By Joseph V. Curatolo
Every year, my friends and I are fortunate enough to take a trip to a place far away from our homes in Western New York. Every year we return with a view of that region of the world that we never expected.
This year we visited South Korea and Japan; we enjoyed both. But we were greatly surprised by South Korea, especially with our president’s new relationship with North Korea.
Our first stop was Seoul. It’s a sprawling metropolitan area with skyscrapers as far as the eye can see, and the home of huge corporations including Samsung, Hyundai Motors and Kia.
The special city of Seoul is home to more than 10 million people. That’s about 45,000 people per square mile, twice the population density of New York City. I was also astonished how modern the city was.

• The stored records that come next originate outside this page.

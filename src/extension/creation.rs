//! Creation extension: POST creates an upload, first bytes arrive via PATCH

use crate::error::TusError;
use crate::extension::core::required_info;
use crate::extension::{
    add_extension_header, head_only, options_only, patch_only, post_only, Extension, Handler,
    Validator,
};
use crate::http::{header, HttpMethod};
use crate::request::TusRequest;
use crate::response::HttpResponse;
use crate::storage::UploadStorageService;
use crate::upload::{UploadInfo, UploadType};
use tracing::debug;

pub fn extension() -> Extension {
    Extension {
        name: "creation",
        validators: vec![
            Validator {
                supports: post_only,
                validate: validate_request_uri,
            },
            Validator {
                supports: post_only,
                validate: validate_empty_post,
            },
            Validator {
                supports: post_only,
                validate: validate_length_or_defer,
            },
            Validator {
                supports: post_only,
                validate: validate_max_length,
            },
        ],
        handlers: vec![
            Handler {
                supports: post_only,
                error_safe: false,
                handle: handle_post,
            },
            Handler {
                supports: head_only,
                error_safe: false,
                handle: handle_head,
            },
            Handler {
                supports: patch_only,
                error_safe: false,
                handle: handle_patch,
            },
            Handler {
                supports: options_only,
                error_safe: false,
                handle: handle_options,
            },
        ],
    }
}

fn is_final_concat(request: &TusRequest<'_>) -> bool {
    request
        .header(header::UPLOAD_CONCAT)
        .map(|v| v.trim().starts_with("final"))
        .unwrap_or(false)
}

fn validate_request_uri(
    _method: HttpMethod,
    request: &TusRequest<'_>,
    store: &dyn UploadStorageService,
    _owner_key: Option<&str>,
) -> Result<(), TusError> {
    if !store.id_factory().matches_collection(request.request_uri()) {
        return Err(TusError::PostOnInvalidRequestUri(
            store.upload_uri().to_string(),
        ));
    }
    Ok(())
}

/// Creation is an empty POST; the first content bytes arrive via PATCH.
fn validate_empty_post(
    _method: HttpMethod,
    request: &TusRequest<'_>,
    _store: &dyn UploadStorageService,
    _owner_key: Option<&str>,
) -> Result<(), TusError> {
    if let Some(raw) = request.header(header::CONTENT_LENGTH) {
        if raw.parse::<u64>().map(|n| n > 0).unwrap_or(true) {
            return Err(TusError::InvalidContentLength(
                "A POST request cannot carry content; send bytes with PATCH".to_string(),
            ));
        }
    }
    Ok(())
}

/// A new upload declares its length up front or defers it, never both and
/// never neither. A final concatenation POST derives its length from its
/// parts and is exempt.
fn validate_length_or_defer(
    _method: HttpMethod,
    request: &TusRequest<'_>,
    _store: &dyn UploadStorageService,
    _owner_key: Option<&str>,
) -> Result<(), TusError> {
    if is_final_concat(request) {
        return Ok(());
    }
    let length = request.header(header::UPLOAD_LENGTH);
    let defer = request.header(header::UPLOAD_DEFER_LENGTH);

    match (length, defer) {
        (Some(_), Some(_)) => Err(TusError::InvalidUploadLength(
            "The Upload-Length and Upload-Defer-Length headers cannot be combined".to_string(),
        )),
        (Some(raw), None) => match raw.parse::<u64>() {
            Ok(_) => Ok(()),
            Err(_) => Err(TusError::InvalidUploadLength(format!(
                "The Upload-Length header {} is not a valid number",
                raw
            ))),
        },
        (None, Some(defer)) if defer.trim() == "1" => Ok(()),
        (None, Some(defer)) => Err(TusError::InvalidUploadLength(format!(
            "The Upload-Defer-Length header must be 1, got {}",
            defer
        ))),
        (None, None) => Err(TusError::InvalidUploadLength(
            "No valid Upload-Length or Upload-Defer-Length header was provided".to_string(),
        )),
    }
}

fn validate_max_length(
    _method: HttpMethod,
    request: &TusRequest<'_>,
    store: &dyn UploadStorageService,
    _owner_key: Option<&str>,
) -> Result<(), TusError> {
    let max = store.max_upload_size();
    if max == 0 {
        return Ok(());
    }
    if let Some(length) = request
        .header(header::UPLOAD_LENGTH)
        .and_then(|raw| raw.parse::<u64>().ok())
    {
        if length > max {
            return Err(TusError::MaxUploadLengthExceeded(max));
        }
    }
    Ok(())
}

fn handle_post(
    _method: HttpMethod,
    request: &mut TusRequest<'_>,
    response: &mut dyn HttpResponse,
    store: &dyn UploadStorageService,
    owner_key: Option<&str>,
) -> Result<(), TusError> {
    let mut info = UploadInfo::new();
    info.length = request
        .header(header::UPLOAD_LENGTH)
        .and_then(|raw| raw.parse().ok());
    info.encoded_metadata = request.header(header::UPLOAD_METADATA);

    let created = store.create(info, owner_key)?;
    let id = created
        .id
        .as_ref()
        .ok_or_else(|| TusError::Storage("created upload has no id".into()))?;

    let location = format!("{}/{}", request.request_uri().trim_end_matches('/'), id);
    debug!(upload = %id, %location, "assigned upload location");
    response.set_header(header::LOCATION, &location);
    response.set_status(201);
    Ok(())
}

fn handle_head(
    _method: HttpMethod,
    request: &mut TusRequest<'_>,
    response: &mut dyn HttpResponse,
    store: &dyn UploadStorageService,
    owner_key: Option<&str>,
) -> Result<(), TusError> {
    let info = required_info(request, store, owner_key)?;
    if info.has_metadata() {
        if let Some(encoded) = &info.encoded_metadata {
            response.set_header(header::UPLOAD_METADATA, encoded);
        }
    }
    // a concatenated upload's length stays unknown until merge determines
    // it; advertising deferral there would invite a PATCH
    if !info.has_length() && info.upload_type != UploadType::Concatenated {
        response.set_header(header::UPLOAD_DEFER_LENGTH, "1");
    }
    Ok(())
}

/// A deferred-length upload fixes its length on a later PATCH.
fn handle_patch(
    _method: HttpMethod,
    request: &mut TusRequest<'_>,
    _response: &mut dyn HttpResponse,
    store: &dyn UploadStorageService,
    owner_key: Option<&str>,
) -> Result<(), TusError> {
    let mut info = required_info(request, store, owner_key)?;
    if info.has_length() {
        return Ok(());
    }
    if let Some(length) = request
        .header(header::UPLOAD_LENGTH)
        .and_then(|raw| raw.parse::<u64>().ok())
    {
        info.length = Some(length);
        store.update(&info)?;
        debug!(upload = ?info.id, length, "resolved deferred upload length");
    }
    Ok(())
}

fn handle_options(
    _method: HttpMethod,
    _request: &mut TusRequest<'_>,
    response: &mut dyn HttpResponse,
    _store: &dyn UploadStorageService,
    _owner_key: Option<&str>,
) -> Result<(), TusError> {
    add_extension_header(response, "creation");
    add_extension_header(response, "creation-defer-length");
    Ok(())
}
//! Download extension: GET serves the content of a completed upload
//!
//! Not part of the official protocol, but widely useful: the party that
//! uploaded the bytes can fetch them back through the same URI.

use crate::error::TusError;
use crate::extension::{add_extension_header, get_only, options_only, Extension, Handler};
use crate::http::{header, HttpMethod};
use crate::request::TusRequest;
use crate::response::HttpResponse;
use crate::storage::UploadStorageService;

pub fn extension() -> Extension {
    Extension {
        name: "download",
        validators: vec![],
        handlers: vec![
            Handler {
                supports: get_only,
                error_safe: false,
                handle: handle_get,
            },
            Handler {
                supports: options_only,
                error_safe: false,
                handle: handle_options,
            },
        ],
    }
}

fn handle_get(
    _method: HttpMethod,
    request: &mut TusRequest<'_>,
    response: &mut dyn HttpResponse,
    store: &dyn UploadStorageService,
    owner_key: Option<&str>,
) -> Result<(), TusError> {
    let uri = request.request_uri().to_string();
    let Some(id) = store.id_factory().read_upload_id(&uri) else {
        return Err(TusError::UploadNotFound(uri));
    };

    let Some(mut content) = store.uploaded_bytes(&id, owner_key)? else {
        return Err(TusError::UploadInProgress(id.to_string()));
    };

    // re-read after uploaded_bytes: for a concatenated upload the merge it
    // runs may just have fixed the derived offset
    let info = store
        .get_upload_info(&id, owner_key)?
        .ok_or_else(|| TusError::UploadNotFound(id.to_string()))?;

    response.set_header(header::CONTENT_LENGTH, &info.offset.to_string());
    let filename = info
        .metadata()
        .into_iter()
        .find(|(key, _)| key == "filename" || key == "name")
        .and_then(|(_, value)| value)
        .unwrap_or_else(|| id.to_string());
    response.set_header(
        header::CONTENT_DISPOSITION,
        &format!("attachment; filename=\"{}\"", filename),
    );
    if let Some(encoded) = &info.encoded_metadata {
        response.set_header(header::UPLOAD_METADATA, encoded);
    }
    response.set_status(200);
    response.copy_body(&mut content)?;
    Ok(())
}

fn handle_options(
    _method: HttpMethod,
    _request: &mut TusRequest<'_>,
    response: &mut dyn HttpResponse,
    _store: &dyn UploadStorageService,
    _owner_key: Option<&str>,
) -> Result<(), TusError> {
    add_extension_header(response, "download");
    Ok(())
}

You would think with that population density, scooters would dominate the streets, but it’s just the opposite. Few scooters, but a lot of expensive cars were moving people throughout the city, with everyone in a hurry.
When we spoke to the residents from the South one topic kept coming up – the reunification with North Korea. We found that startling since the demilitarized zone between the two countries is about 160 miles long. It’s lined with barbed wire, two million land mines and armed guards on each side.
We also discovered that during the 1970s, North Korea built tunnels large enough to move 700 soldiers per hour into South Korea for an invasion.
But that cold relationship appears to be warming for the sake of economics. The talk there is about creating a modern day “Silk Road” that could be a shipping route for products traveling from Japan to Europe and back.
South Korea has even built a large, modern railway station called the Dorasan Station to help move those future products and people. It’s designed to carry hundreds of thousands of passengers and goods daily.
South Koreans seem eager for reunification, but the North Koreans desperately need it. Looking across the DMZ you see a barren area without any trees. When I asked why there were no trees, the response from our guide was, “that’s what they must use to heat their huts.”
In Japan we saw a modern country deeply connected to its traditions. People walked around in customary clothing as they went to weddings or temples. But the most somber tradition may be in Hiroshima. A skeleton of one building still stands as a reminder of the nuclear bomb dropped on it at the end of World War II.
Getting a first-hand look at what is becoming an increasingly important area of the world to the United States gave us some great insight. First, reunification doesn’t always mean two countries merging together.
Here it’s just an attempt to work together on economic development. Second, despite rapid growth and an increasingly educated population, South Korea attempts to hold on to remnants of its past heritage.
Finally, maybe the thing we most appreciated was in the news, or what wasn’t. We heard nothing about American politics the entire time we were there. As one of our guides told us, “we have our own problems.”
Joseph V. Curatolo, who lives in Clarence, is the founder and president of Georgetown Capital Group.